En los últimos días, la Comisión de Transporte y Turismo del Parlamento Europeo había aprobado un borrador de reglamento, como parte del paquete Fit for 55, que establece objetivos específicos en cuanto a la difusión de la infraestructura de carga. Según el texto aprobado, en 2026 tendrá que haber estaciones de recarga de coches cada 60 km por las vías principales Europeo.

¿Objetivo realista? Parece que esta vez la Unión Europea puede no querer limitarse a fijarse únicamente objetivos a alcanzar. De hecho, según el texto actualmente en vigor, el objetivo para 2020 era contar con 677.000 puntos de recarga para coches y camiones. En cambio, solo hay 377,000 hasta la fecha. Aparentemente, parece que los eurodiputados pueden decidir también incluyen sanciones para países que no logran los objetivos establecidos.

¿LLEGAN LAS MULTAS?

La noticia fue reportada por el diario alemán Spiegel que dijo que Ismail Ertug, parlamentario europeo y relator de la propuesta votada por la Comisión de Transporte y Turismo, explicó que simplemente muchos países de la Unión Europea no han presentado planes estratégicos. Por ello, la Comisión ha fijado la fecha de 2024 como fecha límite para la presentación por parte de los Estados miembros de un plan para la construcción de la infraestructura de carga.

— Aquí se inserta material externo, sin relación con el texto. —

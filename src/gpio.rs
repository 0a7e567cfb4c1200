//! GPIO banks. Most ports are plain storage; ports B, D and E have
//! computed bits wired to the media-card slot, the button inputs and the
//! codec L3 control lines.

use crate::bits::{bit, combine};
use crate::card::CardSlot;
use crate::iis::{IisBus, L3Line};

// Word offsets into the 0x60-byte window.
const PBCON: usize = 0x08 / 4;
const PBDAT: usize = 0x0C / 4;
const PDDAT: usize = 0x24 / 4;
const PEDAT: usize = 0x30 / 4;

pub struct Gpio {
    regs: [u32; 24],
    /// Button lines on port B, active low.
    in0: u8,
    /// Button lines on port E, active low.
    in1: u8,
}

impl Gpio {
    pub fn new() -> Self {
        Gpio {
            regs: [0; 24],
            in0: 0xFF,
            in1: 0xFF,
        }
    }

    /// Raw input port lines (active low).
    pub fn set_input_lines(&mut self, in0: u8, in1: u8) {
        self.in0 = in0;
        self.in1 = in1;
    }

    pub fn read(&self, offset: usize, slot: &CardSlot) -> u32 {
        let data = self.regs.get(offset).copied().unwrap_or(0);
        match offset {
            PBCON => {
                let mut data = data & !1;
                if !slot.read {
                    data |= 1;
                }
                data
            }
            PBDAT => {
                (data & !0xFFFF) | (u32::from(self.in0) << 8) | u32::from(slot.datarx)
            }
            PDDAT => {
                let mut data = data & !0x3C0;
                if !slot.card().busy() {
                    data |= 0x200;
                }
                if !slot.do_read {
                    data |= 0x100;
                }
                if !slot.chip {
                    data |= 0x080;
                }
                if !slot.card().write_protected() {
                    data |= 0x040;
                }
                data
            }
            PEDAT => {
                let mut data = data & !0xFC;
                if slot.cmd_latch {
                    data |= 0x20;
                }
                if slot.add_latch {
                    data |= 0x10;
                }
                if !slot.do_write {
                    data |= 0x08;
                }
                if !slot.card().present() {
                    data |= 0x04;
                }
                data | (u32::from(self.in1) & 0xC0)
            }
            _ => data,
        }
    }

    pub fn write(
        &mut self,
        offset: usize,
        data: u32,
        mask: u32,
        slot: &mut CardSlot,
        iis: &mut IisBus,
    ) {
        let Some(reg) = self.regs.get_mut(offset) else {
            return;
        };
        combine(reg, data, mask);
        let value = *reg;
        match offset {
            PBCON => {
                slot.read = bit(value, 0) == 0;
                slot.update();
            }
            PBDAT => {
                slot.datatx = (value & 0xFF) as u8;
                slot.update();
            }
            PDDAT => {
                slot.do_read = value & 0x100 == 0;
                slot.chip = value & 0x080 == 0;
                slot.update();
            }
            PEDAT => {
                slot.cmd_latch = value & 0x20 != 0;
                slot.add_latch = value & 0x10 != 0;
                slot.do_write = value & 0x08 == 0;
                slot.update();
                iis.set_l3_line(L3Line::Data, bit(value, 11));
                iis.set_l3_line(L3Line::Mode, bit(value, 10));
                iis.set_l3_line(L3Line::Clock, bit(value, 9));
            }
            _ => {}
        }
    }
}

impl Default for Gpio {
    fn default() -> Self {
        Self::new()
    }
}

Dada la “lentitud” con la que se están moviendo algunos países, se baraja un sistema de multas. Por lo visto, estaríamos pensando en una multa de 1.000 euros por cada puesto no instalado. Además, se estarían discutiendo sanciones contra los operadores que no mantengan las estaciones “adecuadamente”, aunque no está claro qué significa exactamente esto. En cualquier caso, este “empuje” tiene por objeto garantizar que los Estados miembros eviten acumular nuevos retrasos.

De hecho, el rápido crecimiento de la infraestructura de carga es crucial para la expansión de los coches eléctricos. Lo hemos hablado muchas veces y hemos visto como los fabricantes de automóviles piden a las autoridades europeas unos objetivos claros y ciertos. Por lo tanto, veremos si la Unión Europea realmente introducirá sanciones para los países que no respeten los compromisos adquiridos en el frente de la infraestructura de carga.

Sin embargo, lo que está claro es que la Unión Europea quiere hacer todo lo posible para no ralentizar el proceso de transición hacia la movilidad eléctrica.